Issue: I think my husband has been/begun cheating on me with someone he works with. There is A LOT of time between the time he leaves for work and actually clocks in. (I do his laundry I see his clock in/clock out times). For the past 2 years he's had the same job and only recently he's been coming home later on a regular basis. His excuses for divorce were initially aimed at him, and now they've turned and everything is my fault. I've asked him over and over again if there is someone else, but he's an excellent liar, and of course he says no. I'd like to believe him, but there are other factors. Suddenly he's learned to love coffee (says it helps curb the hangover). He hated coffee, as long as I've known him, so it's weird that he's going and getting coffee everyday. Sometimes... he buys two. I know this by looking at the bank statements. My husband wouldn't buy two coffees because his tolerance for caffeine is fairly low. And two coffees would make him tired not awake. So I assume he's buying one for "someone else" and that they regularly meet to get coffee together before he goes to work. This would explain the hour of unallocated time before he goes to work everyday. He used to always open his email in front of me, regularly. Sometimes 3-4 times a day. I haven't seen him access his email in front of me in months. In fact he'll close it out, if I'm in the room. He has no cell phone so I can't investigate there. There are really no other traces of anything.

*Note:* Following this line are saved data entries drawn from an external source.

//! Communications between admins and suppliers, and site-wide system messages

use super::DataApiClient;
use dm_api_core::envelope::Envelope;
use dm_api_core::error::ApiResult;
use dm_api_core::request::QueryParams;
use serde_json::Value;

/// Filters for [`DataApiClient::find_communications`]
#[derive(Debug, Clone, Default)]
pub struct FindCommunications {
    /// Page number, starting at 1
    pub page: Option<u32>,
    /// Framework slug
    pub framework: Option<String>,
    /// Supplier id
    pub supplier_id: Option<u64>,
    /// Only resolved (or unresolved) communications
    pub resolved: Option<bool>,
    /// Resolution to match
    pub resolution: Option<String>,
    /// Communication category
    pub category: Option<String>,
    /// Text within the subject
    pub subject: Option<String>,
    /// Text within the supplier name
    pub supplier_name: Option<String>,
    /// Text within any message
    pub message_text: Option<String>,
    /// `field:direction`, e.g. `supplier_name:asc`
    pub sort_by: Option<String>,
}

impl FindCommunications {
    fn query(&self) -> QueryParams {
        QueryParams::new()
            .opt("page", self.page)
            .opt("framework", self.framework.as_deref())
            .opt("supplier_id", self.supplier_id)
            .flag("resolved", self.resolved)
            .opt("resolution", self.resolution.as_deref())
            .opt("category", self.category.as_deref())
            .opt("subject", self.subject.as_deref())
            .opt("supplier_name", self.supplier_name.as_deref())
            .opt("message_text", self.message_text.as_deref())
            .opt("sort_by", self.sort_by.as_deref())
    }
}

impl DataApiClient {
    /// GET /communications
    pub fn find_communications(&self, filters: FindCommunications) -> ApiResult<Value> {
        self.client.get_with("/communications", filters.query())
    }

    /// Every communication matching `filters`, across pages
    pub fn find_communications_iter(
        &self,
        filters: FindCommunications,
    ) -> impl Iterator<Item = ApiResult<Value>> + '_ {
        self.client
            .pages("communications", "/communications", filters.query())
    }

    /// GET /communications/{id}
    pub fn get_communication(&self, communication_id: u64) -> ApiResult<Value> {
        self.client
            .get(&format!("/communications/{communication_id}"))
    }

    /// Open a communication with its first message
    ///
    /// POST /communications
    pub fn create_communication(
        &self,
        supplier_id: u64,
        framework_slug: &str,
        category: &str,
        subject: &str,
        message: Value,
        user: Option<&str>,
    ) -> ApiResult<Value> {
        let communication = Envelope::new()
            .with("supplierId", supplier_id)
            .with("frameworkSlug", framework_slug)
            .with("category", category)
            .with("subject", subject)
            .with("messages", message);
        let body = Envelope::wrap("communications", communication).updated_by(self.user(user)?);
        self.client.post("/communications", body)
    }

    /// POST /communications/{id}
    pub fn update_communication(
        &self,
        communication_id: u64,
        communication: Value,
        user: Option<&str>,
    ) -> ApiResult<Value> {
        let body = Envelope::wrap("communications", communication).updated_by(self.user(user)?);
        self.client
            .post(&format!("/communications/{communication_id}"), body)
    }

    /// POST /communications/{id}/resolve
    pub fn resolve_communication(
        &self,
        communication_id: u64,
        resolved_by_user_id: u64,
        resolution: &str,
        user: Option<&str>,
    ) -> ApiResult<Value> {
        let body = Envelope::new()
            .with("resolvedByUserId", resolved_by_user_id)
            .with("resolution", resolution)
            .updated_by(self.user(user)?);
        self.client
            .post(&format!("/communications/{communication_id}/resolve"), body)
    }

    /// POST /communications/{id}/undo-resolve
    pub fn undo_resolve_communication(
        &self,
        communication_id: u64,
        user: Option<&str>,
    ) -> ApiResult<Value> {
        let body = Envelope::new().updated_by(self.user(user)?);
        self.client.post(
            &format!("/communications/{communication_id}/undo-resolve"),
            body,
        )
    }

    /// Add a message to an existing communication
    ///
    /// POST /communications/{id}/messages
    pub fn create_communication_message(
        &self,
        communication_id: u64,
        message: Value,
        user: Option<&str>,
    ) -> ApiResult<Value> {
        let body = Envelope::wrap("communicationMessages", message).updated_by(self.user(user)?);
        self.client.post(
            &format!("/communications/{communication_id}/messages"),
            body,
        )
    }

    /// POST /communications/messages/{id}/read
    pub fn read_communication_message(
        &self,
        message_id: u64,
        read_by_user_id: u64,
        user: Option<&str>,
    ) -> ApiResult<Value> {
        let body = Envelope::new()
            .with("readByUserId", read_by_user_id)
            .updated_by(self.user(user)?);
        self.client.post(
            &format!("/communications/messages/{message_id}/read"),
            body,
        )
    }

    /// Categories a supplier may file communications under for a framework
    pub fn get_framework_communication_categories(&self, framework_slug: &str) -> ApiResult<Value> {
        self.client
            .get(&format!("/communications/{framework_slug}/categories"))
    }

    /// GET /system-messages/{slug}
    pub fn get_system_message(&self, slug: &str) -> ApiResult<Value> {
        self.client.get(&format!("/system-messages/{slug}"))
    }

    /// POST /system-messages
    pub fn create_system_message(
        &self,
        slug: &str,
        data: Value,
        show: Option<bool>,
        user: Option<&str>,
    ) -> ApiResult<Value> {
        let message = Envelope::new()
            .with("slug", slug)
            .with("data", data)
            .with_opt("show", show);
        let body = Envelope::wrap("systemMessages", message).updated_by(self.user(user)?);
        self.client.post("/system-messages", body)
    }

    /// Change a system message's content, its visibility, or both
    pub fn update_system_message(
        &self,
        slug: &str,
        data: Option<Value>,
        show: Option<bool>,
        user: Option<&str>,
    ) -> ApiResult<Value> {
        let message = Envelope::new()
            .with_opt("data", data)
            .with_opt("show", show);
        let body = Envelope::wrap("systemMessages", message).updated_by(self.user(user)?);
        self.client
            .post(&format!("/system-messages/{slug}"), body)
    }
}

Advice Situation: Tonight I am going to spy on my husband after he gets back from a work outing. They are going rafting and this usually involves the employees getting wasted to high heaven. My husband has an alcohol problem so I am almost certain he will return totally hammered. I tried to get him to let me give him a ride, and that way I could pick him up and he wouldn't be driving severely impaired. Because, he will be. I know him, he has no self-restraint. He will also not refrain from driving impaired. He's an idiot who thinks he can do what he wants when he's drunk. He refused to allow me to give him a ride, and he also refused to allow me to pick him up. He said he's going to "try" not to get so drunk. (Last year I picked him up and he passed out IMMEDIATELY in the back of my car and slept there most of the night).
Anyway, I figure his inhibitions will be gone and I'll be covert about where I park to watch, and see what happens. I figure if there is someone, (everyone he works with knows about it) so he won't be hesitant to kiss her good night or whatever... (insert cheating behavior). I need to know. My marriage is ending, and nothing is adding up. Maybe I'm just a woman scorned looking for answers but nonetheless, I need to rule this one out or find it out for myself. I know I'm not totally crazy. I know that there is more to this story, than what he is telling me, and if infidelity were the answer it would explain EVERYTHING.

My Questions To You;
If he is cheating and I see it for myself, do I react then??
Do I drive home and handle it maturely with legal action to evict him??
Do I even tell him that I know?? Because if he were to be cheating he could stem to lose some things. Things I would love to have and I feel I deserve.

-Side note:
If he's super impaired and tries to drive, do I blow my cover?? Do I stop him from driving?? I know that doing that will not be good. I'll have to explain to him I was spying on him, which will not go over well. I feel obligated to do so, but he's a grown-up and he's allowed to make his own decisions, be they bad or good. Why should I have to stop him?? What about all the other people who know he's impared??


----------



## Mandia99508 (Jul 15, 2010)

Oh and I have also been lead to believe that the real reason my husband wants to get a divorce is because he wants to see other women. Something he has not told me. Apparently he and his friend (whom told me this) are very similar and don't want relationships but want to feel free to bang whomever. I haven't approached my husband on the subject because I'm pretty sure he'll just lie. I've asked him time and time again if there was someone else or if he wants there to be, and always says no. It's about him. He wants to be alone. No obligations, no responsibility.


----------



## Neverwouldhave guessed (May 5, 2010)

A little too much going on for my level of advice, however I would strongly suggest that if you insist on spying on him tonight that you do not confront him at the parking lot or at home. 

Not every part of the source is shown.